The Joy of Donating: From Trash to Treasure

As spring cleaning goes into full swing, many of us will find ourselves buried in chores and tasks, along with which comes a lot of STUFF. As organizers, we use the word “belongings,” but let’s get real here, most of it really is just stuff. You can’t take it with you if you know what I mean.
With that in mind, I wanted to share an experience I had yesterday that shifted my entire perspective on the process of donating. I hope it inspires you let go of the physical clutter in your life and make a difference in someone else’s. Remember, what seems like trash to you can truly be a treasure to someone else, so why hang on “just in case?”

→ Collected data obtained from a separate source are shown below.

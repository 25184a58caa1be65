use anyhow::{Context, Result};
use serde::Deserialize;
use std::fs;
use std::io;

// ===================================================================
// Top-level transcript record (one per JSONL line)
// ===================================================================

/// A single line in a Claude Code `.jsonl` transcript file.
///
/// Discriminated by the `type` field. Only `user` and `assistant` records
/// contribute to the rendered transcript; everything else (progress
/// entries, file-history snapshots, system notices, future types) lands in
/// the catch-all variant and is ignored.
#[derive(Debug, Deserialize)]
#[serde(tag = "type")]
pub enum TranscriptRecord {
    #[serde(rename = "user")]
    User(ConversationRecord),
    #[serde(rename = "assistant")]
    Assistant(ConversationRecord),
    #[serde(other)]
    Other,
}

/// The slice of a conversation record we consume. Transcript lines carry
/// many more fields (uuid, parentUuid, timestamp, usage); none of them
/// matter for summarization, so they are not modeled.
#[derive(Debug, Default, Deserialize)]
pub struct ConversationRecord {
    #[serde(default)]
    pub message: MessageBody,
}

#[derive(Debug, Default, Deserialize)]
pub struct MessageBody {
    #[serde(default)]
    pub content: MessageContent,
}

/// `message.content` is a plain string on typed user prompts and an array
/// of content blocks on assistant responses and tool results.
#[derive(Debug, Deserialize)]
#[serde(untagged)]
pub enum MessageContent {
    Text(String),
    Blocks(Vec<ContentBlock>),
}

impl Default for MessageContent {
    fn default() -> Self {
        MessageContent::Text(String::new())
    }
}

/// One element of a content-block array. Blocks are usually objects with a
/// `text` field (text, thinking, tool_use), occasionally bare strings, and
/// in principle any JSON value.
#[derive(Debug, Deserialize)]
#[serde(untagged)]
pub enum ContentBlock {
    Text(String),
    Object {
        #[serde(default)]
        text: String,
    },
    Other(serde_json::Value),
}

impl ContentBlock {
    /// The block's contribution to the joined content string. Objects use
    /// their `text` field (empty when absent); anything else is stringified
    /// directly.
    fn text(&self) -> String {
        match self {
            ContentBlock::Text(s) => s.clone(),
            ContentBlock::Object { text } => text.clone(),
            ContentBlock::Other(v) => v.to_string(),
        }
    }
}

impl MessageContent {
    /// Flatten content to a single string: plain text as-is, block arrays
    /// joined with single spaces.
    fn extract(&self) -> String {
        match self {
            MessageContent::Text(s) => s.clone(),
            MessageContent::Blocks(blocks) => blocks
                .iter()
                .map(|b| b.text())
                .collect::<Vec<_>>()
                .join(" "),
        }
    }
}

// ===================================================================
// Transcript: the ordered conversation extracted from a JSONL file
// ===================================================================

#[derive(Debug, Clone, Copy, PartialEq, Eq)]
pub enum Role {
    User,
    Assistant,
}

impl Role {
    pub fn as_str(&self) -> &'static str {
        match self {
            Role::User => "User",
            Role::Assistant => "Assistant",
        }
    }
}

/// One rendered conversation turn: `"User: <text>"` or `"Assistant: <text>"`.
#[derive(Debug)]
pub struct TranscriptLine {
    pub role: Role,
    pub text: String,
}

/// The user/assistant conversation extracted from a JSONL transcript, in
/// file order.
pub struct Transcript {
    lines: Vec<TranscriptLine>,
}

impl Transcript {
    /// An empty transcript (no conversation lines).
    pub fn empty() -> Self {
        Self { lines: Vec::new() }
    }

    /// Parse a JSONL transcript string. Blank lines are skipped; a line
    /// that fails to decode is skipped silently and parsing continues.
    /// Records whose extracted content is empty contribute nothing.
    pub fn parse(contents: &str) -> Self {
        let mut lines = Vec::new();

        for line in contents.lines() {
            let line = line.trim();
            if line.is_empty() {
                continue;
            }
            let Ok(record) = serde_json::from_str::<TranscriptRecord>(line) else {
                continue;
            };
            let (role, conv) = match &record {
                TranscriptRecord::User(c) => (Role::User, c),
                TranscriptRecord::Assistant(c) => (Role::Assistant, c),
                TranscriptRecord::Other => continue,
            };
            let text = conv.message.content.extract();
            if text.is_empty() {
                continue;
            }
            lines.push(TranscriptLine { role, text });
        }

        Self { lines }
    }

    pub fn is_empty(&self) -> bool {
        self.lines.is_empty()
    }

    pub fn lines(&self) -> &[TranscriptLine] {
        &self.lines
    }

    /// Render the conversation as prompt-ready text: one `"Role: <text>"`
    /// line per turn, separated by blank lines. The full transcript is
    /// assembled in memory, however large.
    pub fn render(&self) -> String {
        self.lines()
            .iter()
            .map(|l| format!("{}: {}", l.role.as_str(), l.text))
            .collect::<Vec<_>>()
            .join("\n\n")
    }
}

/// Read and parse the transcript at `path`. A missing file is not an
/// error: it yields an empty transcript, the signal to skip summarization.
pub fn load(path: &str) -> Result<Transcript> {
    let contents = match fs::read_to_string(path) {
        Ok(c) => c,
        Err(e) if e.kind() == io::ErrorKind::NotFound => return Ok(Transcript::empty()),
        Err(e) => return Err(e).with_context(|| format!("reading transcript {path}")),
    };
    Ok(Transcript::parse(&contents))
}
//! Seeding of camp reference data into a hosted table API.
//!
//! Departments and the merit badge catalog are read from JSON files on disk,
//! turned into rows, and inserted one call at a time through a [`Backend`].
//! Badge requirements form trees; each node is inserted after its parent so
//! the parent's generated id can be stored on the child row.
//!
//! [`Backend`]: api::Backend

pub mod api;
pub mod config;
pub mod models;
pub mod schema;
pub mod seed;
pub mod source;
pub mod utils;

“Just. In. Case. The three most dangerous words in the English language.”
– The Minimalists
The Joy of Donating: From Trash to Treasure //
I have been an avid donor for years. I drop off personal donations, donations from film sets I’ve worked on, client donations, and tons of family donations. I once filled up an entire semi truck with the donations from one move. The Goodwill truck pulled up, we loaded in, they loaded out, we never looked back. All parties involved felt amazing to see it go. That’s the standard donation procedure for me, and Goodwill has been the old standby over the years, because there is one on every corner (which makes my life really easy).
Yesterday, a client cancellation freed up my afternoon, and I decided to finally make the cross town drive to do something I have wanted to do for a long time. I loaded up what amounted to a packed car full of donations and headed to downtown LA to visit the Downtown Women’s Center.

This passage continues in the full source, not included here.